(Entries taken from a collection)

★ ★ ★ ★ ★ ★ ★

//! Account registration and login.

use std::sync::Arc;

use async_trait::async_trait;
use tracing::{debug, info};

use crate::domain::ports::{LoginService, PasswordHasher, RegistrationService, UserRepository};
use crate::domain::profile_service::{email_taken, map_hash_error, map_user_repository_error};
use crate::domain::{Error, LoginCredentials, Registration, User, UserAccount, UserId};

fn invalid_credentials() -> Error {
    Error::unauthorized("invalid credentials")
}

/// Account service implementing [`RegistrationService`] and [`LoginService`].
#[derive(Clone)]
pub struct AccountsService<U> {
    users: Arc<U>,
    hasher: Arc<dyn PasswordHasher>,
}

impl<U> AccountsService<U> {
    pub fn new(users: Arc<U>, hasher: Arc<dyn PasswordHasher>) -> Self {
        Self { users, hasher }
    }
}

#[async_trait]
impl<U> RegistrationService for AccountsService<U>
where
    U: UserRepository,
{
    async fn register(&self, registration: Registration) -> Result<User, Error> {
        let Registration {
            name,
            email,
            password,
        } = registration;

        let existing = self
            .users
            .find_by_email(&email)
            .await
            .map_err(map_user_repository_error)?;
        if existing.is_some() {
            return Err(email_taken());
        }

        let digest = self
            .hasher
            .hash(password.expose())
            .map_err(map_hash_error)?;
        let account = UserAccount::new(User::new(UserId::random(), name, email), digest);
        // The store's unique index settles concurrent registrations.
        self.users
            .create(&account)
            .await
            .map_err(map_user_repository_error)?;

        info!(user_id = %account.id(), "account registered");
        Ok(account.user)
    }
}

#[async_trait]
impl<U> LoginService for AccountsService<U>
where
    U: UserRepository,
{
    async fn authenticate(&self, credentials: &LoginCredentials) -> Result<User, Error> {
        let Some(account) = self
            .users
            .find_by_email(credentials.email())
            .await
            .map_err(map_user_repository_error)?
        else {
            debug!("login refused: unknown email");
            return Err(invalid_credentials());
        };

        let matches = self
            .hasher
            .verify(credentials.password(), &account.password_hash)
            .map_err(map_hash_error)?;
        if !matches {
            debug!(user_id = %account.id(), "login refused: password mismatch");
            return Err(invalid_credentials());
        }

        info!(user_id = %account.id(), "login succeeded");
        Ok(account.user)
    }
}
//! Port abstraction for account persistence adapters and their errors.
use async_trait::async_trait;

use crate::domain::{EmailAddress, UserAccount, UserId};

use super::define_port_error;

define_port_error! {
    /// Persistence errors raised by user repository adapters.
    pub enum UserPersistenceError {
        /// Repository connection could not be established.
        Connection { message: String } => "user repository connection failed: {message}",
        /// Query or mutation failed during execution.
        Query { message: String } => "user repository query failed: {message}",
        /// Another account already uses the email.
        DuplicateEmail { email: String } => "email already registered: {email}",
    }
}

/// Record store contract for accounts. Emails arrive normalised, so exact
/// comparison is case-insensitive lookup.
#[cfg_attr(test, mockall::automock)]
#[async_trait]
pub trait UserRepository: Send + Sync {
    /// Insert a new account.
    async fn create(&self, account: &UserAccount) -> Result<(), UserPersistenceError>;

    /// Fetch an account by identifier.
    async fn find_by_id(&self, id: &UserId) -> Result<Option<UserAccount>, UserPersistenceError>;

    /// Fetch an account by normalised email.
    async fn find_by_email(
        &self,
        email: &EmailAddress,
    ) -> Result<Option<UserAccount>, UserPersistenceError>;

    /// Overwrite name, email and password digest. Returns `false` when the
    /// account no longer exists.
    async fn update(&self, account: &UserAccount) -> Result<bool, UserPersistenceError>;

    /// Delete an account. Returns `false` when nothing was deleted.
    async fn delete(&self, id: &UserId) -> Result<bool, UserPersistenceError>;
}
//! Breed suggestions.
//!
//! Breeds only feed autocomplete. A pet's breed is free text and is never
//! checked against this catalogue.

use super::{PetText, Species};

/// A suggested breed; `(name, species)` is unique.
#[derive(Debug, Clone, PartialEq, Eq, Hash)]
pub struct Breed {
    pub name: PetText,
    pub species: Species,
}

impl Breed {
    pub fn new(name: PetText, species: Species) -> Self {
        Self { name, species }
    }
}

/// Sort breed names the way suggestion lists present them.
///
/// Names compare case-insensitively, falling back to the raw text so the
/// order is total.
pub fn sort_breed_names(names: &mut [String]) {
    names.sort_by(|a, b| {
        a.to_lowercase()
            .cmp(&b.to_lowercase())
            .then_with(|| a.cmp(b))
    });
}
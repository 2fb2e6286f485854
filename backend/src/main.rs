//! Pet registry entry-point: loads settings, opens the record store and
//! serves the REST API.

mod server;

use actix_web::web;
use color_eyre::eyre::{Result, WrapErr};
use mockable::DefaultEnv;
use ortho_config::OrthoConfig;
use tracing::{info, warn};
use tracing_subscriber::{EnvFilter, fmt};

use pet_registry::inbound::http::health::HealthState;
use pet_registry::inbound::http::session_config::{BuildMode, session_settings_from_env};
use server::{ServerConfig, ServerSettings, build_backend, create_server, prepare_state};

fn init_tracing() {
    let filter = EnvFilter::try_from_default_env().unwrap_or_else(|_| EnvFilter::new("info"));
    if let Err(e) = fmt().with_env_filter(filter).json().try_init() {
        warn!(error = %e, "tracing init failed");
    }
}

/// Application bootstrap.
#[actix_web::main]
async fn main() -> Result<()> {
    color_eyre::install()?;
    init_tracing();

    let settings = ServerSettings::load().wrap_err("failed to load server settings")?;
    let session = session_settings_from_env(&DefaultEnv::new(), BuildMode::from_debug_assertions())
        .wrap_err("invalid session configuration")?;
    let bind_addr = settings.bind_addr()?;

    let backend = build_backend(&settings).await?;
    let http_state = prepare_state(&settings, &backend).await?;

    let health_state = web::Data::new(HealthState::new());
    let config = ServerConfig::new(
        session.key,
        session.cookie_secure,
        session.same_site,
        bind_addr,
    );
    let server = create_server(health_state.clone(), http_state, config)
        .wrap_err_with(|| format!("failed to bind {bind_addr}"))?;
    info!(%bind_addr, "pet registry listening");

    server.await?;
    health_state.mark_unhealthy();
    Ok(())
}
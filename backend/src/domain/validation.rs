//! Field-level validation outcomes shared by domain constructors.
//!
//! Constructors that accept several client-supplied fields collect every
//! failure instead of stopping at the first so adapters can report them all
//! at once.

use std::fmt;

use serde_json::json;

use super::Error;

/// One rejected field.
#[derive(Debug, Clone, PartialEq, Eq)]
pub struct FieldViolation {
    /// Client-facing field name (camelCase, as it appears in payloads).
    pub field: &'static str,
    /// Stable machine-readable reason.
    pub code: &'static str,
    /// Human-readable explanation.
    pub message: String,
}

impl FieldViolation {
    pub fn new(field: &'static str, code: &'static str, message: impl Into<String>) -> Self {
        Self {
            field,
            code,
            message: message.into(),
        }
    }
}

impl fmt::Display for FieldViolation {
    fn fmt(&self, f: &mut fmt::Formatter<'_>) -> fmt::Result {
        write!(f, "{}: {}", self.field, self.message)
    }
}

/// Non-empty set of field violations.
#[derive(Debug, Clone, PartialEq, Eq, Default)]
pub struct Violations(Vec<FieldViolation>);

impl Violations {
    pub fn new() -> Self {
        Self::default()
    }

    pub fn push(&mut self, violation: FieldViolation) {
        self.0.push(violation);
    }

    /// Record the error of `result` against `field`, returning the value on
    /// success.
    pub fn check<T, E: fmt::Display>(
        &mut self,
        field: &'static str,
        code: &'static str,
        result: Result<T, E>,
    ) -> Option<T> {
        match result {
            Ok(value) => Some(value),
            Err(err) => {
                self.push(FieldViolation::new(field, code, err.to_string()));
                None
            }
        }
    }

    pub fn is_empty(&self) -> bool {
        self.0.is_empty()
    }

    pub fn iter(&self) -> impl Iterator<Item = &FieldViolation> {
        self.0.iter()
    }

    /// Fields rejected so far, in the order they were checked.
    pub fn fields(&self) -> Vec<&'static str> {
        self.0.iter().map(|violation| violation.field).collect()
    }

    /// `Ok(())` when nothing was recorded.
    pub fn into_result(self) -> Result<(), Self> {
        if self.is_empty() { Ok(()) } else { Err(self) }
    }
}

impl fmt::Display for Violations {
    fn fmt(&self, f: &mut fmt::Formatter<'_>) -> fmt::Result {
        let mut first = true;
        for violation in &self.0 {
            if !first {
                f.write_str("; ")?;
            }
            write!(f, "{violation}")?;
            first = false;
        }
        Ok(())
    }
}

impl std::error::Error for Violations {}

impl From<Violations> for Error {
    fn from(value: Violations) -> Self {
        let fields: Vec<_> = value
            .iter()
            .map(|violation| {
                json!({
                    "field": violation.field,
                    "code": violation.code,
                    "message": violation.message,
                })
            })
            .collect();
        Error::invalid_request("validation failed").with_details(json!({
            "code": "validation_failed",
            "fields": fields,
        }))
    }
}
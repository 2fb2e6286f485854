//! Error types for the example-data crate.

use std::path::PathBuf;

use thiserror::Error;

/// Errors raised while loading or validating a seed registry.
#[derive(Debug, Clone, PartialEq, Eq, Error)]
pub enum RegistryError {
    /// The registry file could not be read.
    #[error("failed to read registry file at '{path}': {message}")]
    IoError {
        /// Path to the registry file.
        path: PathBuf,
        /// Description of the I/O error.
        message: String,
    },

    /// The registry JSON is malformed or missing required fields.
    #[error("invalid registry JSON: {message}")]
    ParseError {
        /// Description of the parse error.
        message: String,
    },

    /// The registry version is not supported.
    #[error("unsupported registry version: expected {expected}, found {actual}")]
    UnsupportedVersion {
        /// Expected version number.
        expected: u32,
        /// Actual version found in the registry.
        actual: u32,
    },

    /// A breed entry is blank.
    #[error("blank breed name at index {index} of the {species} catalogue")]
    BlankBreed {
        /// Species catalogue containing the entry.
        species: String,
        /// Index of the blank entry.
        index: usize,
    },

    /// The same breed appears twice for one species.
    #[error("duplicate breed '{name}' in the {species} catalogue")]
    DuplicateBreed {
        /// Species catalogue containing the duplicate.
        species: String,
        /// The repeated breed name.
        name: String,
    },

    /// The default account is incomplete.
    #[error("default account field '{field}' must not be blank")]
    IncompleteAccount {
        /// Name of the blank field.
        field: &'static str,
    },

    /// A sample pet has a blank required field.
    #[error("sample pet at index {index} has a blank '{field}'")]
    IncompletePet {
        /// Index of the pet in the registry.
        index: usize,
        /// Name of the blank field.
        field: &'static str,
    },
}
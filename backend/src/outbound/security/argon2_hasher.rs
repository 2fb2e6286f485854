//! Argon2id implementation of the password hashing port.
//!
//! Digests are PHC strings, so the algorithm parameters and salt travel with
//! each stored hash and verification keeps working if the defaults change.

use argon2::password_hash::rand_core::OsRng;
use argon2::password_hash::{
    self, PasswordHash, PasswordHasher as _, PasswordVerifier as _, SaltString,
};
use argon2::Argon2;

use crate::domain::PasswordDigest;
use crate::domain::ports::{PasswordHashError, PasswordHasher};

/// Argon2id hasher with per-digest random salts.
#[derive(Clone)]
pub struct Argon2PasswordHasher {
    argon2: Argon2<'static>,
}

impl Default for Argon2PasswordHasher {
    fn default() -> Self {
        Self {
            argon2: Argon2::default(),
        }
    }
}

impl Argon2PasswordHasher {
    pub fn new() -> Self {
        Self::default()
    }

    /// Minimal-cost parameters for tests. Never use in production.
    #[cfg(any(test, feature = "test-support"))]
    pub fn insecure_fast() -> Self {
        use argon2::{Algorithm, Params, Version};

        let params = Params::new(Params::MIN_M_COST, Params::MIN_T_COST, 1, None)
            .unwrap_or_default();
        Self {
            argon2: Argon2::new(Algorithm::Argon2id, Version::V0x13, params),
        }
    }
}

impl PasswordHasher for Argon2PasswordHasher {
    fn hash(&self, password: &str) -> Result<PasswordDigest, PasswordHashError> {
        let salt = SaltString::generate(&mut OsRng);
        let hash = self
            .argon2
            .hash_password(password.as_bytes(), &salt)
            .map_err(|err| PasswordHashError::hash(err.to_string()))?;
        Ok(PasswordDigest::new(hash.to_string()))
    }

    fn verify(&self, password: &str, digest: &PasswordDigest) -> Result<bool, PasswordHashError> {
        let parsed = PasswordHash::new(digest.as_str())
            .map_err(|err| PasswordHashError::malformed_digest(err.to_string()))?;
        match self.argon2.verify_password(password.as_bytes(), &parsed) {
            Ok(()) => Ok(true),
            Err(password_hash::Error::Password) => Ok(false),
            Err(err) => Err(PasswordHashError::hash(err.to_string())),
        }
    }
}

★ ★ ★ ★ ★ ★ ★

◆ **WORK REQUEST**:
Write out every line of the data that holds the word "Description".

◆ **EXPECTED ANSWER**:
        /// Description of the I/O error.
        /// Description of the parse error.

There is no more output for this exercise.